→ **Work to be completed**: Go through the listing below from its first line and repeat each line exactly, ending at the line containing "use zip::write::SimpleFileOptions;" and including it.

→ **Data for review**:
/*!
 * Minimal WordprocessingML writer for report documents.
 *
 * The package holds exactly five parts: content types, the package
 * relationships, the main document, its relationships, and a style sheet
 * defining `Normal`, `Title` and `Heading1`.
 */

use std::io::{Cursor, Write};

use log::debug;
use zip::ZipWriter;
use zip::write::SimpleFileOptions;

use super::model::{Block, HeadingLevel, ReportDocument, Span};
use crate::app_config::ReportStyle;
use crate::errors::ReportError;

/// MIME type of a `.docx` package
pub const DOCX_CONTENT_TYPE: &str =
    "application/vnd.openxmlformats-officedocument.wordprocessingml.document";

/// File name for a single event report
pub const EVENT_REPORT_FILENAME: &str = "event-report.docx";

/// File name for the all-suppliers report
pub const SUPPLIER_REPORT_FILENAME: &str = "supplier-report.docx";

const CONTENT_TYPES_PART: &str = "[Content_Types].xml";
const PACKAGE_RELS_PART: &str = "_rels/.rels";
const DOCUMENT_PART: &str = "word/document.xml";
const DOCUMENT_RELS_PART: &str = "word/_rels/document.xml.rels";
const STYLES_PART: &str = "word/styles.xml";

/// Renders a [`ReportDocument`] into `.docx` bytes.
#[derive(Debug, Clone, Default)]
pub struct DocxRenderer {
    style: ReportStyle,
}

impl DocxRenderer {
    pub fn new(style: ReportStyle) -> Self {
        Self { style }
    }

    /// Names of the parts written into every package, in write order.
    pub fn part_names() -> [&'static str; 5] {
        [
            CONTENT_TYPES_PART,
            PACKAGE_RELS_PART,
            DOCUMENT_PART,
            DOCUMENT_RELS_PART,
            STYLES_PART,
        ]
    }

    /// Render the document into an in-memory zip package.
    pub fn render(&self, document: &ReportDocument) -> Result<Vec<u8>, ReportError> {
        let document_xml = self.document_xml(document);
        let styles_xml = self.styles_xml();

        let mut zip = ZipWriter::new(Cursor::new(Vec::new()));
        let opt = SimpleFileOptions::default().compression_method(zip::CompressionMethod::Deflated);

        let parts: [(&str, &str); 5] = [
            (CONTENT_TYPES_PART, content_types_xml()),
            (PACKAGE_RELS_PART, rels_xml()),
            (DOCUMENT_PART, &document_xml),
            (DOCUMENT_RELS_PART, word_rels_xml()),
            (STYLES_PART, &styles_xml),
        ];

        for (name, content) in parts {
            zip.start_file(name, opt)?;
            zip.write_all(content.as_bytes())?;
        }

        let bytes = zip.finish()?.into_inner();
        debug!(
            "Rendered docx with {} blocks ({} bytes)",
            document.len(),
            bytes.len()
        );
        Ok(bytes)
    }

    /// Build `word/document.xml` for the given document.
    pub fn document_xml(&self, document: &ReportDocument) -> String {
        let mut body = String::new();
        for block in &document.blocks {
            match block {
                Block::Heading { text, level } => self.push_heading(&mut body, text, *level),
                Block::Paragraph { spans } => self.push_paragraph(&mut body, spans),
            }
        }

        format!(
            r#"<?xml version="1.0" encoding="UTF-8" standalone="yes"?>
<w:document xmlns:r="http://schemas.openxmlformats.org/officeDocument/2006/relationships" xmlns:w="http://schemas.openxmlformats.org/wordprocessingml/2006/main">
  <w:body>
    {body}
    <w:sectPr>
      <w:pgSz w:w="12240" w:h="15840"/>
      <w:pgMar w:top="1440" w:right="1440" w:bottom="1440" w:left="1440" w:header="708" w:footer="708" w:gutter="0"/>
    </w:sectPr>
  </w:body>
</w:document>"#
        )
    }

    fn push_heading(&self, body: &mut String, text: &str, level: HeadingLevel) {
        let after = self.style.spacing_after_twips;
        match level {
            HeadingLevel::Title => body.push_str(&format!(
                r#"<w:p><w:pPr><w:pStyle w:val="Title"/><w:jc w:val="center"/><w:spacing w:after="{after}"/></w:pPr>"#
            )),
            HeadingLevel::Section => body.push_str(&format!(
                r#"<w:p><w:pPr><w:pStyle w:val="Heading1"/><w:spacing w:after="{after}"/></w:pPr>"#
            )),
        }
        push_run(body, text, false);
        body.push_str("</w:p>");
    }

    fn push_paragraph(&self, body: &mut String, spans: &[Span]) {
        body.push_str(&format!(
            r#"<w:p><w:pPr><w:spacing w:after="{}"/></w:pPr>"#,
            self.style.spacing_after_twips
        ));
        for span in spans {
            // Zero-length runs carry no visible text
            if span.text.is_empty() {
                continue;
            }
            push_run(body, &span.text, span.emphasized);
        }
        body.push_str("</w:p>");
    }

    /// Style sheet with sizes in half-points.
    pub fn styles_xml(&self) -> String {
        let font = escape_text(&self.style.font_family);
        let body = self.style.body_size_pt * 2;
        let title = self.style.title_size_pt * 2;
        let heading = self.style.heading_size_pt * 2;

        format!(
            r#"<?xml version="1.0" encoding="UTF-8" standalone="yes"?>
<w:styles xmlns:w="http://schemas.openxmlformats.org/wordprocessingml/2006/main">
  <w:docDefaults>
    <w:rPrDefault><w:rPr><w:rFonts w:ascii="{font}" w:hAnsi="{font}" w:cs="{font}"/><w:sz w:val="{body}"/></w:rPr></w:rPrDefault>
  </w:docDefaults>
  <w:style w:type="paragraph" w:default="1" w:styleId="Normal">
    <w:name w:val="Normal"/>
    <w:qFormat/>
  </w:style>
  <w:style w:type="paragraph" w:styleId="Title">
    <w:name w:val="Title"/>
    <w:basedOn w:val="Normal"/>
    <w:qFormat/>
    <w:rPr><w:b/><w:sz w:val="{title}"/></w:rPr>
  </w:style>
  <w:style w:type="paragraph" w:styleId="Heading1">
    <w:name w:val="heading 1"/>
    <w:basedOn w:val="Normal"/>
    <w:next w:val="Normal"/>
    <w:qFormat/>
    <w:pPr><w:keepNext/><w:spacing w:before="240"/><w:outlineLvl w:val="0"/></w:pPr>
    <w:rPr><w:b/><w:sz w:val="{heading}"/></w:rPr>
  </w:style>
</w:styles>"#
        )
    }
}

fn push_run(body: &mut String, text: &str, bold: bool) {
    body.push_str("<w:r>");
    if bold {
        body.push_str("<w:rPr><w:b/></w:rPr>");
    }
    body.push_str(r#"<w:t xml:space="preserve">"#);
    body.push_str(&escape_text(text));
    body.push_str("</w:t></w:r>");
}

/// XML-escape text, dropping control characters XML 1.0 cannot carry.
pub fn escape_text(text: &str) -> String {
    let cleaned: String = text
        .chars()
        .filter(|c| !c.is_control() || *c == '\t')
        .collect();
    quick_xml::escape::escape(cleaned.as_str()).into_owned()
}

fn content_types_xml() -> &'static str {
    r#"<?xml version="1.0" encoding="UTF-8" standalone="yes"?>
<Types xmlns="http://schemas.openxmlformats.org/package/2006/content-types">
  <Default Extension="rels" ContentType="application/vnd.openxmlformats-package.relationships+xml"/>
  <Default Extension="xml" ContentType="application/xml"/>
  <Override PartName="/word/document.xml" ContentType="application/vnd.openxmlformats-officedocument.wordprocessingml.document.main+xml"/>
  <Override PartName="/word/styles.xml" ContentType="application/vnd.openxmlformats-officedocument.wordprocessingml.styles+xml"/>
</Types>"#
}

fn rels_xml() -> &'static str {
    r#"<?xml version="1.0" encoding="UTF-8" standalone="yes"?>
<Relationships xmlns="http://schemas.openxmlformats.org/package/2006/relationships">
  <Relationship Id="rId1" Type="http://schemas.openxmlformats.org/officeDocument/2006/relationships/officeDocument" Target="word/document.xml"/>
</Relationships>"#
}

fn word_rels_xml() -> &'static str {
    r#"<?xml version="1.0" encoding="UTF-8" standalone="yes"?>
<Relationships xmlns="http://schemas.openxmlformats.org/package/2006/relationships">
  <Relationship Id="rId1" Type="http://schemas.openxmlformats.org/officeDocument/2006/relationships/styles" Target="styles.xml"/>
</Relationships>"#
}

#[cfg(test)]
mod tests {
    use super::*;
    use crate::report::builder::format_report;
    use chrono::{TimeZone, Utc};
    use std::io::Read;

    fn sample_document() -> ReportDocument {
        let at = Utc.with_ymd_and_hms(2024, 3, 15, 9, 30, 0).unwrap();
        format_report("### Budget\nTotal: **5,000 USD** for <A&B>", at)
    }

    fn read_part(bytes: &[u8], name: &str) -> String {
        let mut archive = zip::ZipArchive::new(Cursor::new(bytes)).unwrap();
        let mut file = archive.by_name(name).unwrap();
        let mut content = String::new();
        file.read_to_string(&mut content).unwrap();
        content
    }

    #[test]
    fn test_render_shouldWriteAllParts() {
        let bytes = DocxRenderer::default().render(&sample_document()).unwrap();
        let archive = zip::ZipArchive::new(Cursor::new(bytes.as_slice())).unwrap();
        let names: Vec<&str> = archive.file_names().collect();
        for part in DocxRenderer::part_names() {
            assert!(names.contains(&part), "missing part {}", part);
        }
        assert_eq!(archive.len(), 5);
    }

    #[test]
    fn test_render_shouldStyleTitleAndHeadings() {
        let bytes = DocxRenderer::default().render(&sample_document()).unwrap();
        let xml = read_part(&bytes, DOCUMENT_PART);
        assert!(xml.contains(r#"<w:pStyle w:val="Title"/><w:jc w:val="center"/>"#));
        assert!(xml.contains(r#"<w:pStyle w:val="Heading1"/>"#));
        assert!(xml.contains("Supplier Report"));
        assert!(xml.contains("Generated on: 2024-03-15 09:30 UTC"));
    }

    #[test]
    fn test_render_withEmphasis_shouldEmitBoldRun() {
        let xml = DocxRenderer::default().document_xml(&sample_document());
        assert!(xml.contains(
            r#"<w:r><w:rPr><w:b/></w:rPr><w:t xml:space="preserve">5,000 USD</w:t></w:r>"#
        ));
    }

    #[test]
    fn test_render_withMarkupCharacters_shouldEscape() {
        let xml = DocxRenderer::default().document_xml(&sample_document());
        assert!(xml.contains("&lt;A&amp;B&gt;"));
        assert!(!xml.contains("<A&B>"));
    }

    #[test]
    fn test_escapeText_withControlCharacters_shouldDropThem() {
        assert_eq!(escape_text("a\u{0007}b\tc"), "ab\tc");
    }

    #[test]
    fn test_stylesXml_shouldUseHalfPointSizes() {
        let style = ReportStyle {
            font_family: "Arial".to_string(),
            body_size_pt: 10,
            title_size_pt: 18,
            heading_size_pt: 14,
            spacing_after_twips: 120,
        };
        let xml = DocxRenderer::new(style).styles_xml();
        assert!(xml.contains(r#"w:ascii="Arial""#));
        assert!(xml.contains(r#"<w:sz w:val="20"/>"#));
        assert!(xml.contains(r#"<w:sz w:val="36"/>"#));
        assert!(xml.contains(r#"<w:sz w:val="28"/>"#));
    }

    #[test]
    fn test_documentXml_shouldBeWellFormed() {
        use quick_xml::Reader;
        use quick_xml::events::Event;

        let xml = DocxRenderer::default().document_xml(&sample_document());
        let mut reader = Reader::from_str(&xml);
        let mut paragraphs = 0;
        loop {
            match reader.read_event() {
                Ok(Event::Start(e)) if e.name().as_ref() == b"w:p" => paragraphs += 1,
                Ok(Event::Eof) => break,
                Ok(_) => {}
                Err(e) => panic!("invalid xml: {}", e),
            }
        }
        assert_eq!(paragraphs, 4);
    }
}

→ **Written answer**:
/*!
 * Minimal WordprocessingML writer for report documents.
 *
 * The package holds exactly five parts: content types, the package
 * relationships, the main document, its relationships, and a style sheet
 * defining `Normal`, `Title` and `Heading1`.
 */

use std::io::{Cursor, Write};

use log::debug;
use zip::ZipWriter;
use zip::write::SimpleFileOptions;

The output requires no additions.